[Problem]
Would you please copy each line of the listing that mentions "trimmed"?

[Listed records]
________________________________________

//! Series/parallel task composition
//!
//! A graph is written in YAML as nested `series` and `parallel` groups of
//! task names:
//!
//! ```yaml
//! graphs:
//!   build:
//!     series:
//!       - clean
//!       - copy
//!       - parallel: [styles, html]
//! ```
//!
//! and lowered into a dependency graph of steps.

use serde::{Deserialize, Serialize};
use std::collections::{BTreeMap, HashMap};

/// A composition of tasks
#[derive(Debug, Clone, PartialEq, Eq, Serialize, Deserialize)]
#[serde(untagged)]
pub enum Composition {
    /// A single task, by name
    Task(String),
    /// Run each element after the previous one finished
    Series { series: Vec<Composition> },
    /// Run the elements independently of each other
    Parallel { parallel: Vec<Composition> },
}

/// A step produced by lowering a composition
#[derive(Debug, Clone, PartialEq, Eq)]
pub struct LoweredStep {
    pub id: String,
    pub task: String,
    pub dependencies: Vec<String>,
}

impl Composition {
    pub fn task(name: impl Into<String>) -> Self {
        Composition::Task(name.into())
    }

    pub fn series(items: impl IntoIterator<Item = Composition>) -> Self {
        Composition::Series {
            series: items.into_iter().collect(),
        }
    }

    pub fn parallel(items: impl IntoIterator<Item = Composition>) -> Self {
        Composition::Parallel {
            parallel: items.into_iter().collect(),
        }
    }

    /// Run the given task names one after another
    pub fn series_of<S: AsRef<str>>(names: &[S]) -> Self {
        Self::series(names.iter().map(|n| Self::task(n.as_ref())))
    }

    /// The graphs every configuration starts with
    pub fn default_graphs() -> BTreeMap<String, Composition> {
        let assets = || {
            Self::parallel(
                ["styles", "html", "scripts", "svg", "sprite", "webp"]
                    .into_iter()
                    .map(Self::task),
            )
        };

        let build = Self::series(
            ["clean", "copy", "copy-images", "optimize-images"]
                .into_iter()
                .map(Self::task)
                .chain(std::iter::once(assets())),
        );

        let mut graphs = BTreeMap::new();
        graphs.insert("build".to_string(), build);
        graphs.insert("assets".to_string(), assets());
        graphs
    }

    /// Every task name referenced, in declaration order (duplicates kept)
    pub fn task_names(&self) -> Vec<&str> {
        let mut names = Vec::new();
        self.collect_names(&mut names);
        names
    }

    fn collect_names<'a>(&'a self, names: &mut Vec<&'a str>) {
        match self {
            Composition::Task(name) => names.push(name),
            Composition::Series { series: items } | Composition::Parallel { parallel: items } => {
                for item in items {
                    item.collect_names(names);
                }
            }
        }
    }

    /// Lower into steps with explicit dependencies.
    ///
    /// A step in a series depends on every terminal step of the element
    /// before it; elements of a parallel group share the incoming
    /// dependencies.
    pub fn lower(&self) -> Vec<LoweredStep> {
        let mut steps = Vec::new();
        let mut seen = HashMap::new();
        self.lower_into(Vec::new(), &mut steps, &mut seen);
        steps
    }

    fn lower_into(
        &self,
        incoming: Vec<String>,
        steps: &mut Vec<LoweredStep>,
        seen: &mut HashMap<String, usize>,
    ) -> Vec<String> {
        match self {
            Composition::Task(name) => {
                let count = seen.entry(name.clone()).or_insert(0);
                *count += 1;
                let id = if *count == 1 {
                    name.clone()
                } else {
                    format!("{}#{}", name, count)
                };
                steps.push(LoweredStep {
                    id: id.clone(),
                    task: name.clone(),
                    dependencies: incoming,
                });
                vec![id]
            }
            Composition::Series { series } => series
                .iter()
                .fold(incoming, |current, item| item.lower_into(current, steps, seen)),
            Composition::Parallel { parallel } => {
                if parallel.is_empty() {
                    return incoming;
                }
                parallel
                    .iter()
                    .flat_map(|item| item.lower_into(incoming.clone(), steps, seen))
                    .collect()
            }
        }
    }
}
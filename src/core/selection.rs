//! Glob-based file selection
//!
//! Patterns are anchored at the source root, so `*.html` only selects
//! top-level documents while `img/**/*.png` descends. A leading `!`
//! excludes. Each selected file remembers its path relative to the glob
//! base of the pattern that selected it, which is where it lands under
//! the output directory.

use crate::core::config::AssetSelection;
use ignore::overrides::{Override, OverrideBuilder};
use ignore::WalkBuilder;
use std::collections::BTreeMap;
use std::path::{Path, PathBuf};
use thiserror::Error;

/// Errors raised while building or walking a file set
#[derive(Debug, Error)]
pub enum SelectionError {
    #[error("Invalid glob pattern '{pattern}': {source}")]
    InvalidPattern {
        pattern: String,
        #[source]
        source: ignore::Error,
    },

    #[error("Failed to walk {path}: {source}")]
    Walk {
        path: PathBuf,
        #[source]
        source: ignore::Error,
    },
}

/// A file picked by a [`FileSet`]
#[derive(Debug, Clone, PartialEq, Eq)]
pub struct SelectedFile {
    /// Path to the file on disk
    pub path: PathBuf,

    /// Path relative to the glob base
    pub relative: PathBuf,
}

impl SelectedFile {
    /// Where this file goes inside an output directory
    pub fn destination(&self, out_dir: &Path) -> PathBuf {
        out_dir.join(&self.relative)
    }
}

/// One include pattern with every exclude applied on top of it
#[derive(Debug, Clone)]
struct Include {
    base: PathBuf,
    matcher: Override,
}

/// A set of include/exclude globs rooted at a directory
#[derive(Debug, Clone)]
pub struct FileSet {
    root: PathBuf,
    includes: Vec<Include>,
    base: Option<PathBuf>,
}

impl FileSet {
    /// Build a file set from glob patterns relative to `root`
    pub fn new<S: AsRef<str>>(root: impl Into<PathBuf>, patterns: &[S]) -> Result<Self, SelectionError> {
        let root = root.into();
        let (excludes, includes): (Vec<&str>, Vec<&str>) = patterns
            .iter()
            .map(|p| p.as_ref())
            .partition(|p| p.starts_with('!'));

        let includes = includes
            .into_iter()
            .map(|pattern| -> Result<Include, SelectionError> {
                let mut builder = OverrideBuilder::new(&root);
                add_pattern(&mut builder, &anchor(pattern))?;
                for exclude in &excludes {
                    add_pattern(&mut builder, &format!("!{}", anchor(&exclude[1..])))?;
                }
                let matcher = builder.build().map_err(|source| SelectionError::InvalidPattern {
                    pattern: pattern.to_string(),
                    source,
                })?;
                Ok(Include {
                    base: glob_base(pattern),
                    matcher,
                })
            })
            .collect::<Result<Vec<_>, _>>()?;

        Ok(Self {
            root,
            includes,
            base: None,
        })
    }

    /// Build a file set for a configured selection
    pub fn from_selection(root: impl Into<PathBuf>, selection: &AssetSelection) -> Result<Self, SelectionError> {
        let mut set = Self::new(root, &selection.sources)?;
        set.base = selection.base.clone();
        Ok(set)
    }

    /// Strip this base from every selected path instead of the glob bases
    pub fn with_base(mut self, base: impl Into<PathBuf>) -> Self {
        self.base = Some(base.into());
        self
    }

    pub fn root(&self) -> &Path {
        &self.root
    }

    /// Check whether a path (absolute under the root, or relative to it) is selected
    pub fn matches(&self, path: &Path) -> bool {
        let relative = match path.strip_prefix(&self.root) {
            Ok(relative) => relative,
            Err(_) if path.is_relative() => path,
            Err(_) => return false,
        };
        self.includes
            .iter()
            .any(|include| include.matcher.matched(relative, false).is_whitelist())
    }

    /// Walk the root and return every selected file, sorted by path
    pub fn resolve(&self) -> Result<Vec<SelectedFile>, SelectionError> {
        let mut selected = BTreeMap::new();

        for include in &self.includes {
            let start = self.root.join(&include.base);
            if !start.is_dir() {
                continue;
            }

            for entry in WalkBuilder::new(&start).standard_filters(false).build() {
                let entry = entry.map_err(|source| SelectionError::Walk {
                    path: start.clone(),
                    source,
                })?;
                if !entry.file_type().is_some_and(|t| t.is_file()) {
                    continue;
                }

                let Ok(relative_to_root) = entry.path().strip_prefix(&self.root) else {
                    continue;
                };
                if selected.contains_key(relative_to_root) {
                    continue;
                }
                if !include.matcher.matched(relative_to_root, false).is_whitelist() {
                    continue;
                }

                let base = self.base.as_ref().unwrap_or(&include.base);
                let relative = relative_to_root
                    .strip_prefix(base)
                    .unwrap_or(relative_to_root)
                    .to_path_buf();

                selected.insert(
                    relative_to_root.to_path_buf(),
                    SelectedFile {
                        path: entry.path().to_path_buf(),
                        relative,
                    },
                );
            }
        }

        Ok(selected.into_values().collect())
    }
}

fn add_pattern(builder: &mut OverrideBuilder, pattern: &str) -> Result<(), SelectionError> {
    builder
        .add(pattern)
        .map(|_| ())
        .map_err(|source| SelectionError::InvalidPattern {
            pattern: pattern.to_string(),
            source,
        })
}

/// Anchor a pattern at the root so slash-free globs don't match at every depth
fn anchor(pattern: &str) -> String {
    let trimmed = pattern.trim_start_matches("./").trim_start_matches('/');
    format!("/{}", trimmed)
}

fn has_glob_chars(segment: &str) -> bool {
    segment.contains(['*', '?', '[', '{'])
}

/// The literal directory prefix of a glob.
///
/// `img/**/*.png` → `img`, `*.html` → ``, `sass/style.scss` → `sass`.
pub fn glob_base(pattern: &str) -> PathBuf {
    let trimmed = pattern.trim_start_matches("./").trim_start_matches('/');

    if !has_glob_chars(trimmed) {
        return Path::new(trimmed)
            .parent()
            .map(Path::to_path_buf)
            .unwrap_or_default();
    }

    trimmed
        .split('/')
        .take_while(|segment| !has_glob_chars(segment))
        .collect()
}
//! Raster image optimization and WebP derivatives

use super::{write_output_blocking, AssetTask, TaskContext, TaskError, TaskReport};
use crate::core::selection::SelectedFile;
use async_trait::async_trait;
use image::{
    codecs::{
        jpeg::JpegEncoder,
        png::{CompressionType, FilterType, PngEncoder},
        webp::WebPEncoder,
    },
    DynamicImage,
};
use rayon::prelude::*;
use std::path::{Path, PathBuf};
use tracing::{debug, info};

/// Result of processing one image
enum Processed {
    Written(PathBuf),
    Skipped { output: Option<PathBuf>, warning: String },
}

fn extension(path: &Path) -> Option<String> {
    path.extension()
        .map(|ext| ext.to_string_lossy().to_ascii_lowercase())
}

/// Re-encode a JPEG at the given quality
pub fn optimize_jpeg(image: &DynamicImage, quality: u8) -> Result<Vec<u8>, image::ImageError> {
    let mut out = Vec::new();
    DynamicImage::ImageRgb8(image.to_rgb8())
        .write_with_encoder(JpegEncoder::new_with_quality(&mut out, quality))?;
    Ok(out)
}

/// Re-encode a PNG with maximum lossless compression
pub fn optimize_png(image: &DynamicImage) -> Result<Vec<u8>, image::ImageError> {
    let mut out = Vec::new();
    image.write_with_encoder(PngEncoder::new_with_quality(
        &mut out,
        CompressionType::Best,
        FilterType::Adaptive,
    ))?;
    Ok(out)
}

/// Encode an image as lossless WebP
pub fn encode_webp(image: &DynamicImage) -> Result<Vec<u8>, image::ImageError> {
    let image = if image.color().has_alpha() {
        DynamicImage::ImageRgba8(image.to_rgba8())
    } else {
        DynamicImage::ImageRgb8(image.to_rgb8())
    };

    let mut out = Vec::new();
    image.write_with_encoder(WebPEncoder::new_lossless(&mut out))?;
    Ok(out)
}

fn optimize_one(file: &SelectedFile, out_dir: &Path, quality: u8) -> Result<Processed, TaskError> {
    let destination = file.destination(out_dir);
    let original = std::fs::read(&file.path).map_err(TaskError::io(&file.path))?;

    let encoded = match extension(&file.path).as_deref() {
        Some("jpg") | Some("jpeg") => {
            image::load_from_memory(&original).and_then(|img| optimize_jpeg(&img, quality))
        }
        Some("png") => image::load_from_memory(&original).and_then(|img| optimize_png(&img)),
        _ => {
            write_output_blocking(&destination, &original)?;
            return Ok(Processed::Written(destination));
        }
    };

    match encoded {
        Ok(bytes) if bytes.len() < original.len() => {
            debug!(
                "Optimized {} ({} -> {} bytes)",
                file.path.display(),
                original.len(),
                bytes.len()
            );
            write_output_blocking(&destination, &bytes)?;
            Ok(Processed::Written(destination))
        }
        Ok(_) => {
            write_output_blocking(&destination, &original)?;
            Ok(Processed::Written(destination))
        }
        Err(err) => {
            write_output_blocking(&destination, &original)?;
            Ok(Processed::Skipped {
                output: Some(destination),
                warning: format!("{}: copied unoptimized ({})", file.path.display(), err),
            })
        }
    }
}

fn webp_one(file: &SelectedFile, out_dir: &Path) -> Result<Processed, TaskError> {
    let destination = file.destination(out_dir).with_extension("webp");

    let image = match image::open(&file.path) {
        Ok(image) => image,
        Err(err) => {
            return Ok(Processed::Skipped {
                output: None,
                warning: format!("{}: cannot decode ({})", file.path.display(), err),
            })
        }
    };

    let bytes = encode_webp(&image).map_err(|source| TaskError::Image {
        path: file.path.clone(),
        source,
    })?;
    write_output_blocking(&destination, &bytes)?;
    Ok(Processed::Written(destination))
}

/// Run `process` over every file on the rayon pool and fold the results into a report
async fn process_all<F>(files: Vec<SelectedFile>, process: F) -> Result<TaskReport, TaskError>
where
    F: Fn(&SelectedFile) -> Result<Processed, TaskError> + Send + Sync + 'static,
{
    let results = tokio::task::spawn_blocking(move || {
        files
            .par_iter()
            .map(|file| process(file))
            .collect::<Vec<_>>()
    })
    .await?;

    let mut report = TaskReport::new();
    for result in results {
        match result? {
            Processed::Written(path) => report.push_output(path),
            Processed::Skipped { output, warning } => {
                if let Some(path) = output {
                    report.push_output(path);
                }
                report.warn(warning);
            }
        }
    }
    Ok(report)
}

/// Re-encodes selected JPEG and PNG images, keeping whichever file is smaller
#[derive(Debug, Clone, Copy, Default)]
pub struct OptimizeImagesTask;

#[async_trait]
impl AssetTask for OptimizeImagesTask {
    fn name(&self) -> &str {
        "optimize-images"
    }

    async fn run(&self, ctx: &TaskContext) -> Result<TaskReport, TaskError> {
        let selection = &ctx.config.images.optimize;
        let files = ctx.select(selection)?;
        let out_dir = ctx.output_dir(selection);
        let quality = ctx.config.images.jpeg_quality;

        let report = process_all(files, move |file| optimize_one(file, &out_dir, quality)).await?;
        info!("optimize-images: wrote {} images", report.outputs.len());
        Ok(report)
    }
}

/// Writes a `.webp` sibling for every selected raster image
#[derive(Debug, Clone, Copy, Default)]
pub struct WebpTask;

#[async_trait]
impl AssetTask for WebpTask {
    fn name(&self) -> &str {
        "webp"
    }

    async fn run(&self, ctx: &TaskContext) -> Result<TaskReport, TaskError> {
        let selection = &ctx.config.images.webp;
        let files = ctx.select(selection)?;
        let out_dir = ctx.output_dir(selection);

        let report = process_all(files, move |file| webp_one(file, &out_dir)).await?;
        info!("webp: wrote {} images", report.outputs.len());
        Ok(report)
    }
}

________________________________________

[Written response]
    let trimmed = pattern.trim_start_matches("./").trim_start_matches('/');
    format!("/{}", trimmed)
    let trimmed = pattern.trim_start_matches("./").trim_start_matches('/');
    if !has_glob_chars(trimmed) {
        return Path::new(trimmed)
    trimmed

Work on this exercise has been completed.